PROBLEM DETAILS: Each of the records below must be reproduced exactly.

------ RECORDS SUPPLIED

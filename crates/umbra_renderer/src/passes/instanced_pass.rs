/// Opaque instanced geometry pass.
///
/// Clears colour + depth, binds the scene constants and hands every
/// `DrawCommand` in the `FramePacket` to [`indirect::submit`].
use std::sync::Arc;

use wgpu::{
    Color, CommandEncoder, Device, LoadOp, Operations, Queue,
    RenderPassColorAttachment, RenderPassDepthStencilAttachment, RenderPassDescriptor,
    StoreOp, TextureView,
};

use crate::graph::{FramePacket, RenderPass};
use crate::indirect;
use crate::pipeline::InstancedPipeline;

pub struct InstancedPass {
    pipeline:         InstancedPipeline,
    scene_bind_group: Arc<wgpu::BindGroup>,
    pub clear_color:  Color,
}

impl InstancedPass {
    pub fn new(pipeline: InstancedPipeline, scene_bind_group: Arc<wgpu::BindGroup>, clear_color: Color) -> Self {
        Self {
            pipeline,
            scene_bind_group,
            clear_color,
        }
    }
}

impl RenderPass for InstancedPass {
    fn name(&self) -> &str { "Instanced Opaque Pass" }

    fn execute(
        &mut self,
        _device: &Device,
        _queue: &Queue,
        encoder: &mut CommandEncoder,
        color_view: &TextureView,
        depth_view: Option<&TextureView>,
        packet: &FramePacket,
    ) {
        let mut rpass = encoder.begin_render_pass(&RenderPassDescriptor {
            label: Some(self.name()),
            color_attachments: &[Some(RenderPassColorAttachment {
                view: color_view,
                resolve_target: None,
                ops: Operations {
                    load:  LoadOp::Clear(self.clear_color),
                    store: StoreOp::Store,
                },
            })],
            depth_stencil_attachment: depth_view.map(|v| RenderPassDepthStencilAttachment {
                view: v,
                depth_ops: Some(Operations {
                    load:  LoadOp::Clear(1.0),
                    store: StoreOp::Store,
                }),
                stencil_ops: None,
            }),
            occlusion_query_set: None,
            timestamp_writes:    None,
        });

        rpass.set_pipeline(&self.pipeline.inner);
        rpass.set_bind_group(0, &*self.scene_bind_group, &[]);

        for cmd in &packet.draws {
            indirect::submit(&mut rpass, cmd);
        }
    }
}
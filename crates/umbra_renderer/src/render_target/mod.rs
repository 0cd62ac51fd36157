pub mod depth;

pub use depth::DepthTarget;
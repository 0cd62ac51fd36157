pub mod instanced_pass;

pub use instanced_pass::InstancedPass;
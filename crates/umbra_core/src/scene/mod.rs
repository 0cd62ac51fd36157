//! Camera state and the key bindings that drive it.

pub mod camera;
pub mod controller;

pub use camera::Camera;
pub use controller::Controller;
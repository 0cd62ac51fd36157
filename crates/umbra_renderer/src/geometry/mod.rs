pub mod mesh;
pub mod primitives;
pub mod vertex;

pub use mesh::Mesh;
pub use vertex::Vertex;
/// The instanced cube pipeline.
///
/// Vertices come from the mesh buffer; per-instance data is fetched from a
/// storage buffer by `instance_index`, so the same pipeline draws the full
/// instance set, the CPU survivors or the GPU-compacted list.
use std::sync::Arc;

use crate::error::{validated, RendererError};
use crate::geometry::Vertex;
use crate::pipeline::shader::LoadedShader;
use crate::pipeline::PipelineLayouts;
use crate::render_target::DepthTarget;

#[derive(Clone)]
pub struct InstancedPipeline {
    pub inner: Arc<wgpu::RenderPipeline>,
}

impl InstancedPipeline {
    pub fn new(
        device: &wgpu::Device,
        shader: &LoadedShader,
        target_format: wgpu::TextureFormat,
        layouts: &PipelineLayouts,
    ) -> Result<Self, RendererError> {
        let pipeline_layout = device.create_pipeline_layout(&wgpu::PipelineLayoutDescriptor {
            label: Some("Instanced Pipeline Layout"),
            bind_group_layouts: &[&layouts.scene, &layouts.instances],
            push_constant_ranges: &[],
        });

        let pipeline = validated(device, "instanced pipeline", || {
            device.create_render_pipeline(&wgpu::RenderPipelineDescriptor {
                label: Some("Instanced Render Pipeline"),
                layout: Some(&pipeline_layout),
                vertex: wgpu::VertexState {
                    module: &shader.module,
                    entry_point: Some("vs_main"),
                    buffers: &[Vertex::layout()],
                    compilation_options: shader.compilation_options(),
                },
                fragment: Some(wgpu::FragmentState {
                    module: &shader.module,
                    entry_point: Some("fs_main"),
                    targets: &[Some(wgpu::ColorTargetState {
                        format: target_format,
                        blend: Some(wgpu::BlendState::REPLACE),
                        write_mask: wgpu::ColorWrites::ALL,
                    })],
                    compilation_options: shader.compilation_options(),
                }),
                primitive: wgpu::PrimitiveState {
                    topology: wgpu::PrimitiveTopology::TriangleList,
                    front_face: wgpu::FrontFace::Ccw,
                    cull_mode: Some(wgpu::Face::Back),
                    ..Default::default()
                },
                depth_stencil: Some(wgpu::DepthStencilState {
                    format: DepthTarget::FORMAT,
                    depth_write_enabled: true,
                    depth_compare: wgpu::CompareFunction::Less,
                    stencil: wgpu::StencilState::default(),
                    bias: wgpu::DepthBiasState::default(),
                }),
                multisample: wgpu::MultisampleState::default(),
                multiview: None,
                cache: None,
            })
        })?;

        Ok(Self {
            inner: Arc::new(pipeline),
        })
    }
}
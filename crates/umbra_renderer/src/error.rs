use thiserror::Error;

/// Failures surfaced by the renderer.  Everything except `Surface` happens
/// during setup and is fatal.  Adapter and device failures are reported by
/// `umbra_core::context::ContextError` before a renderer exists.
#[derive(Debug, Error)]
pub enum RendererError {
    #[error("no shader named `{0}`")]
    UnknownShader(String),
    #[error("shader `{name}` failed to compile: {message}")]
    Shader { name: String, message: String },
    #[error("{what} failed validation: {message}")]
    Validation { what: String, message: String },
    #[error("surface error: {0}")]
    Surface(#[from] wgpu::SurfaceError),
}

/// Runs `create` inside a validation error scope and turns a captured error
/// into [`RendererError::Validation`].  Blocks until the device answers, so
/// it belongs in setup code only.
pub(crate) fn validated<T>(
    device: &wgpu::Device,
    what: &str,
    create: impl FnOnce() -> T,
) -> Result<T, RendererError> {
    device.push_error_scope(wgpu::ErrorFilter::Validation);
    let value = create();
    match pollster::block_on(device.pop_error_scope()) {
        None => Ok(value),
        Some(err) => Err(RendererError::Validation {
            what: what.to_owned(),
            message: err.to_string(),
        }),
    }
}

------------

TASK OUTPUT:
filename crates/umbra_renderer/src/passes/instanced_pass.rs
/// Opaque instanced geometry pass.
///
/// Clears colour + depth, binds the scene constants and hands every
/// `DrawCommand` in the `FramePacket` to [`indirect::submit`].
use std::sync::Arc;

use wgpu::{
    Color, CommandEncoder, Device, LoadOp, Operations, Queue,
    RenderPassColorAttachment, RenderPassDepthStencilAttachment, RenderPassDescriptor,
    StoreOp, TextureView,
};

use crate::graph::{FramePacket, RenderPass};
use crate::indirect;
use crate::pipeline::InstancedPipeline;

pub struct InstancedPass {
    pipeline:         InstancedPipeline,
    scene_bind_group: Arc<wgpu::BindGroup>,
    pub clear_color:  Color,
}

impl InstancedPass {
    pub fn new(pipeline: InstancedPipeline, scene_bind_group: Arc<wgpu::BindGroup>, clear_color: Color) -> Self {
        Self {
            pipeline,
            scene_bind_group,
            clear_color,
        }
    }
}

impl RenderPass for InstancedPass {
    fn name(&self) -> &str { "Instanced Opaque Pass" }

    fn execute(
        &mut self,
        _device: &Device,
        _queue: &Queue,
        encoder: &mut CommandEncoder,
        color_view: &TextureView,
        depth_view: Option<&TextureView>,
        packet: &FramePacket,
    ) {
        let mut rpass = encoder.begin_render_pass(&RenderPassDescriptor {
            label: Some(self.name()),
            color_attachments: &[Some(RenderPassColorAttachment {
                view: color_view,
                resolve_target: None,
                ops: Operations {
                    load:  LoadOp::Clear(self.clear_color),
                    store: StoreOp::Store,
                },
            })],
            depth_stencil_attachment: depth_view.map(|v| RenderPassDepthStencilAttachment {
                view: v,
                depth_ops: Some(Operations {
                    load:  LoadOp::Clear(1.0),
                    store: StoreOp::Store,
                }),
                stencil_ops: None,
            }),
            occlusion_query_set: None,
            timestamp_writes:    None,
        });

        rpass.set_pipeline(&self.pipeline.inner);
        rpass.set_bind_group(0, &*self.scene_bind_group, &[]);

        for cmd in &packet.draws {
            indirect::submit(&mut rpass, cmd);
        }
    }
}
filename crates/umbra_renderer/src/render_target/mod.rs
repository 0cd62ac51fd36157
pub mod depth;

pub use depth::DepthTarget;
repository 0cd62ac51fd36157
pub mod instanced_pass;

pub use instanced_pass::InstancedPass;
filename crates/umbra_core/src/scene/mod.rs
repository 0cd62ac51fd36157
//! Camera state and the key bindings that drive it.

pub mod camera;
pub mod controller;

pub use camera::Camera;
pub use controller::Controller;
repository 0cd62ac51fd36157
filename crates/umbra_renderer/src/geometry/mod.rs
pub mod mesh;
pub mod primitives;
pub mod vertex;

pub use mesh::Mesh;
pub use vertex::Vertex;
/// The instanced cube pipeline.
///
/// Vertices come from the mesh buffer; per-instance data is fetched from a
/// storage buffer by `instance_index`, so the same pipeline draws the full
/// instance set, the CPU survivors or the GPU-compacted list.
use std::sync::Arc;

use crate::error::{validated, RendererError};
use crate::geometry::Vertex;
use crate::pipeline::shader::LoadedShader;
use crate::pipeline::PipelineLayouts;
use crate::render_target::DepthTarget;

#[derive(Clone)]
pub struct InstancedPipeline {
    pub inner: Arc<wgpu::RenderPipeline>,
}

impl InstancedPipeline {
    pub fn new(
        device: &wgpu::Device,
        shader: &LoadedShader,
        target_format: wgpu::TextureFormat,
        layouts: &PipelineLayouts,
    ) -> Result<Self, RendererError> {
        let pipeline_layout = device.create_pipeline_layout(&wgpu::PipelineLayoutDescriptor {
            label: Some("Instanced Pipeline Layout"),
            bind_group_layouts: &[&layouts.scene, &layouts.instances],
            push_constant_ranges: &[],
        });

        let pipeline = validated(device, "instanced pipeline", || {
            device.create_render_pipeline(&wgpu::RenderPipelineDescriptor {
                label: Some("Instanced Render Pipeline"),
                layout: Some(&pipeline_layout),
                vertex: wgpu::VertexState {
                    module: &shader.module,
                    entry_point: Some("vs_main"),
                    buffers: &[Vertex::layout()],
                    compilation_options: shader.compilation_options(),
                },
                fragment: Some(wgpu::FragmentState {
                    module: &shader.module,
                    entry_point: Some("fs_main"),
                    targets: &[Some(wgpu::ColorTargetState {
                        format: target_format,
                        blend: Some(wgpu::BlendState::REPLACE),
                        write_mask: wgpu::ColorWrites::ALL,
                    })],
                    compilation_options: shader.compilation_options(),
                }),
                primitive: wgpu::PrimitiveState {
                    topology: wgpu::PrimitiveTopology::TriangleList,
                    front_face: wgpu::FrontFace::Ccw,
                    cull_mode: Some(wgpu::Face::Back),
                    ..Default::default()
                },
                depth_stencil: Some(wgpu::DepthStencilState {
                    format: DepthTarget::FORMAT,
                    depth_write_enabled: true,
                    depth_compare: wgpu::CompareFunction::Less,
                    stencil: wgpu::StencilState::default(),
                    bias: wgpu::DepthBiasState::default(),
                }),
                multisample: wgpu::MultisampleState::default(),
                multiview: None,
                cache: None,
            })
        })?;

        Ok(Self {
            inner: Arc::new(pipeline),
        })
    }
}
filename crates/umbra_renderer/src/error.rs
use thiserror::Error;

/// Failures surfaced by the renderer.  Everything except `Surface` happens
/// during setup and is fatal.  Adapter and device failures are reported by
/// `umbra_core::context::ContextError` before a renderer exists.
#[derive(Debug, Error)]
pub enum RendererError {
    #[error("no shader named `{0}`")]
    UnknownShader(String),
    #[error("shader `{name}` failed to compile: {message}")]
    Shader { name: String, message: String },
    #[error("{what} failed validation: {message}")]
    Validation { what: String, message: String },
    #[error("surface error: {0}")]
    Surface(#[from] wgpu::SurfaceError),
}

/// Runs `create` inside a validation error scope and turns a captured error
/// into [`RendererError::Validation`].  Blocks until the device answers, so
/// it belongs in setup code only.
pub(crate) fn validated<T>(
    device: &wgpu::Device,
    what: &str,
    create: impl FnOnce() -> T,
) -> Result<T, RendererError> {
    device.push_error_scope(wgpu::ErrorFilter::Validation);
    let value = create();
    match pollster::block_on(device.pop_error_scope()) {
        None => Ok(value),
        Some(err) => Err(RendererError::Validation {
            what: what.to_owned(),
            message: err.to_string(),
        }),
    }
}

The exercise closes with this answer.